There is no such thing as interviewing William McInnes; you are merely in his presence, hoping to get half a question in, as he booms away and then throws in a song for good measure. Cheese, rugby league, the Logies, parenting, book festivals. He can cover it all.

He’s here – in theory – to talk about the second season of NCIS: Sydney, the local Paramount+ spin-off of the iconic American series centred around the Naval Criminal Investigative Service team that has been running for more than 20 years.

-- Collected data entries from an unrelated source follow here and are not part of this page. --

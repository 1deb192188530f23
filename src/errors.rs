use axum::{
    http::StatusCode,
    response::{IntoResponse, Response},
    Json,
};
use serde_json::json;
use std::fmt;

use crate::models::{ClassifiedError, ErrorKind};

/// Application-specific error types.
#[derive(Debug)]
pub enum AppError {
    /// Database-related errors.
    DatabaseError(sqlx::Error),
    /// Bad request error (invalid input).
    BadRequest(String),
    /// DGII reports the identifier as not registered.
    NotRegistered(String),
    /// Upstream failure that is safe to retry later (network, banner, empty page).
    UpstreamTransient(String),
    /// Internal server error.
    InternalError(String),
    /// Error with context chain for better debugging.
    WithContext {
        /// The underlying source of the error.
        source: Box<AppError>,
        /// Additional context message.
        context: String,
    },
}

impl fmt::Display for AppError {
    /// Formats the error for display.
    fn fmt(&self, f: &mut fmt::Formatter<'_>) -> fmt::Result {
        match self {
            AppError::DatabaseError(e) => write!(f, "Database error: {}", e),
            AppError::BadRequest(msg) => write!(f, "Bad request: {}", msg),
            AppError::NotRegistered(msg) => write!(f, "Not registered: {}", msg),
            AppError::UpstreamTransient(msg) => write!(f, "Upstream unavailable: {}", msg),
            AppError::InternalError(msg) => write!(f, "Internal error: {}", msg),
            AppError::WithContext { source, context } => {
                write!(f, "{}: {}", context, source)
            }
        }
    }
}

impl std::error::Error for AppError {}

impl IntoResponse for AppError {
    /// Converts the error into an HTTP response.
    ///
    /// Lookup failures carry a `kind` so clients can tell a confirmed negative
    /// (404, do not retry) from a transient upstream problem (503, retry later).
    fn into_response(self) -> Response {
        let (status, body) = match &self {
            AppError::DatabaseError(e) => {
                tracing::error!("Database error: {:?}", e);
                (
                    StatusCode::INTERNAL_SERVER_ERROR,
                    json!({ "error": "Database error" }),
                )
            }
            AppError::BadRequest(msg) => (StatusCode::BAD_REQUEST, json!({ "error": msg })),
            AppError::NotRegistered(msg) => (
                StatusCode::NOT_FOUND,
                json!({
                    "error": "Identifier not registered as taxpayer",
                    "kind": "not_registered",
                    "message": msg,
                }),
            ),
            AppError::UpstreamTransient(msg) => {
                tracing::warn!("Upstream transient error: {}", msg);
                (
                    StatusCode::SERVICE_UNAVAILABLE,
                    json!({
                        "error": "DGII lookup temporarily unavailable",
                        "kind": "upstream_transient",
                        "message": msg,
                    }),
                )
            }
            AppError::InternalError(msg) => {
                tracing::error!("Internal error: {}", msg);
                (
                    StatusCode::INTERNAL_SERVER_ERROR,
                    json!({ "error": "Internal server error" }),
                )
            }
            AppError::WithContext { source, context } => {
                // Log full context chain for debugging
                tracing::error!("Error with context: {} -> {}", context, source);
                // Delegate to underlying error's response
                return source.clone().into_response();
            }
        };

        (status, Json(body)).into_response()
    }
}

// Make AppError cloneable for WithContext variant
impl Clone for AppError {
    /// Clones the error.
    ///
    /// Note: `sqlx::Error` is not cloneable, so `DatabaseError` is simplified to `RowNotFound` during cloning.
    fn clone(&self) -> Self {
        match self {
            AppError::DatabaseError(_e) => AppError::DatabaseError(sqlx::Error::RowNotFound), // Simplified clone
            AppError::BadRequest(msg) => AppError::BadRequest(msg.clone()),
            AppError::NotRegistered(msg) => AppError::NotRegistered(msg.clone()),
            AppError::UpstreamTransient(msg) => AppError::UpstreamTransient(msg.clone()),
            AppError::InternalError(msg) => AppError::InternalError(msg.clone()),
            AppError::WithContext { source, context } => AppError::WithContext {
                source: source.clone(),
                context: context.clone(),
            },
        }
    }
}

impl From<ClassifiedError> for AppError {
    /// `EmptyResponse` is ambiguous, so it surfaces like any other transient failure.
    fn from(err: ClassifiedError) -> Self {
        match err.kind {
            ErrorKind::NotRegistered => AppError::NotRegistered(err.message),
            ErrorKind::UpstreamTransient | ErrorKind::EmptyResponse => {
                AppError::UpstreamTransient(err.message)
            }
        }
    }
}

impl From<crate::form_client::FetchError> for AppError {
    /// Network and page-layout failures are both retryable from the caller's side.
    fn from(err: crate::form_client::FetchError) -> Self {
        AppError::UpstreamTransient(err.to_string())
    }
}

impl From<crate::cache_store::StoreError> for AppError {
    fn from(err: crate::cache_store::StoreError) -> Self {
        match err {
            crate::cache_store::StoreError::Database(e) => AppError::DatabaseError(e),
            other => AppError::InternalError(other.to_string()),
        }
    }
}

/// Extension trait for adding context to storage errors.
/// Similar to `anyhow::Context` but for our `AppError` type.
pub trait ResultExt<T> {
    /// Add context to an error.
    ///
    /// # Arguments
    ///
    /// * `context` - The context message to add.
    fn context(self, context: impl Into<String>) -> Result<T, AppError>;
}

impl<T> ResultExt<T> for Result<T, crate::cache_store::StoreError> {
    fn context(self, context: impl Into<String>) -> Result<T, AppError> {
        self.map_err(|e| AppError::WithContext {
            source: Box::new(AppError::from(e)),
            context: context.into(),
        })
    }
}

When the Australian version debuted in the United States in November 2023, it racked up more than 5 million viewers for its first episode, and went on to become CBS’s No.1 primetime entertainment show.

The NCIS: Sydney cast (from left) Tuuli Narkle as AFP Liaison Officer Constable Evie Cooper, Sean Sagar as Special Agent DeShawn Jackson, Mavournee Hazel as forensic pathologist Bluebird Gleeson, William McInnes as forensic pathologist Dr Roy Penrose and Todd Lasance as AFP Liaison Officer Sergeant J.D. Dempsey.    

The NCIS: Sydney cast (from left) Tuuli Narkle as AFP Liaison Officer Constable Evie Cooper, Sean Sagar as Special Agent DeShawn Jackson, Mavournee Hazel as forensic pathologist Bluebird Gleeson, William McInnes as forensic pathologist Dr Roy Penrose and Todd Lasance as AFP Liaison Officer Sergeant J.D. Dempsey.   

They’re bonkers numbers, but they go to show how important brand recognition is when it comes to launching in the US. NCIS: Sydney showrunner Morgan O’Neill even told The New York Times he was happy to follow the series’ well-established formula of a dead body in the first five minutes, investigate it, solve it, rinse and repeat. “If it ain’t broke, don’t fix it,” he said.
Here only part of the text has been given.